2 Page Executive Summary 

For immediate release, Tuesday, June 14, 2011
A proposed teacher evaluation system scheduled for a June 28 vote by the Massachusetts Board of Elementary and Secondary Education is deeply flawed, potentially damaging, and should not be approved, according to a new report from a group of educators and analysts assembled by the National Center for Fair & Open Testing (FairTest). The report, “Flawed Massachusetts Teacher Evaluation Proposal Risks Further Damage to Teaching and Learning” is being released today and criticizes the state’s proposal for five major defects:

  • It will require districts to use MCAS test scores  to judge educators.
  • It will require districts to evaluate every teacher in every grade and subject with two “assessments” each academic year, forcing districts to make or purchase dozens of new tests at a time of budget cutbacks and teacher layoffs.
  • It relies on pseudo-scientific “growth” or “value-added” measures that are unable to adequately distinguish good teachers from bad, according to a report from the National Research Council and studies by independent experts.
  • It will increase pressure to teach to low-level tests and drive good teachers away from working where they are most needed;  and
  • It will damage the learning environment by forcing teachers to “compete” for high-scoring students instead of cooperating to improve learning for all.
FairTest policy analyst Lisa Guisbond, who co-edited the report, said parents and citizens need to be educated about the negative consequences of this proposal. “Once they understand the potential impact of this, I believe parents will be alarmed. Our over-tested students would have to take many more standardized exams, which will further cut into time for real learning,” Guisbond said. “The Department and its supporters say the new system will be ‘objective’ and ‘scientific.’ But research shows these ‘value added’ and ‘growth’ models are no better than a coin toss at sorting good teachers from bad.”

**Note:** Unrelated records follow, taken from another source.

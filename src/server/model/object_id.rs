//! Document-store style object identifiers.
//!
//! An id is 12 bytes rendered as 24 lowercase hex characters:
//!
//! | bytes | content                                  |
//! |-------|------------------------------------------|
//! | 0..4  | creation time, big-endian unix seconds   |
//! | 4..9  | random value chosen once per process     |
//! | 9..12 | big-endian counter, random start         |

use std::{
    fmt,
    str::FromStr,
    sync::{
        atomic::{AtomicU32, Ordering},
        LazyLock,
    },
};

use chrono::Utc;

const COUNTER_MASK: u32 = 0x00ff_ffff;

static PROCESS_UNIQUE: LazyLock<[u8; 5]> = LazyLock::new(rand::random::<[u8; 5]>);
static COUNTER: LazyLock<AtomicU32> =
    LazyLock::new(|| AtomicU32::new(rand::random::<u32>() & COUNTER_MASK));

#[derive(Debug, Clone, Copy, PartialEq, Eq, Hash)]
pub struct ObjectId([u8; 12]);

impl ObjectId {
    /// Generates a fresh id stamped with the current time.
    pub fn new() -> Self {
        let seconds = u32::try_from(Utc::now().timestamp()).unwrap_or(u32::MAX);
        let count = COUNTER.fetch_add(1, Ordering::Relaxed) & COUNTER_MASK;
        Self::from_parts(seconds, *PROCESS_UNIQUE, count)
    }

    fn from_parts(seconds: u32, process: [u8; 5], count: u32) -> Self {
        let mut bytes = [0u8; 12];
        bytes[0..4].copy_from_slice(&seconds.to_be_bytes());
        bytes[4..9].copy_from_slice(&process);
        bytes[9..12].copy_from_slice(&count.to_be_bytes()[1..4]);
        Self(bytes)
    }

    /// Parses a 24 character hex string; anything else yields `None`.
    pub fn parse(value: &str) -> Option<Self> {
        value.parse().ok()
    }
}

impl Default for ObjectId {
    fn default() -> Self {
        Self::new()
    }
}

impl fmt::Display for ObjectId {
    fn fmt(&self, f: &mut fmt::Formatter<'_>) -> fmt::Result {
        f.write_str(&hex::encode(self.0))
    }
}

impl FromStr for ObjectId {
    type Err = hex::FromHexError;

    fn from_str(s: &str) -> Result<Self, Self::Err> {
        let bytes: [u8; 12] = hex::decode(s)?
            .try_into()
            .map_err(|_| hex::FromHexError::InvalidStringLength)?;
        Ok(Self(bytes))
    }
}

FairTest Executive Director Monty Neill noted that this system is opposed to the approaches taken by the nations whose school systems are most often praised for their equity and excellence. “Among the most striking features of successful nations such as Finland and Singapore are their professional recruitment, development, and support, as well as the pay and respect given to teachers. They don’t use tests to judge schools or teachers. Sadly, this sets them apart from our own country.”

Groups such as the Massachusetts Secondary School Administrators Association and the Massachusetts Association of School Committees have also expressed concerns about a lack of resources to implement such a test-heavy system.

The Working Group members include educators and analysts from the elementary, high school and university levels. They are:

- Lisa Guisbond, Policy Analyst, FairTest
- James Horn, Ph.D., Associate Professor, Education, Cambridge College
- Jacqueline King
- Jonathan King, Ph.D., Professor, Molecular Biology, MIT
- Louis Kruger, Psy.D., Director, Northeastern University School Counseling Program
- Monty Neill, Ed.D., Executive Director, FairTest
- Ann O’Halloran, Angier School Teacher, retired, 2007 Massachusetts Preserve America History Teacher of the Year
- Bill Schechter, Lincoln-Sudbury High School History Teacher, Retired

The report and an executive summary are at http://fairtest.org/flawed-ma-teacher-evaluation-proposal-report-home.

Members of the working group are available to discuss the report and the proposal. They can be contacted via FairTest at (617) 477-9792.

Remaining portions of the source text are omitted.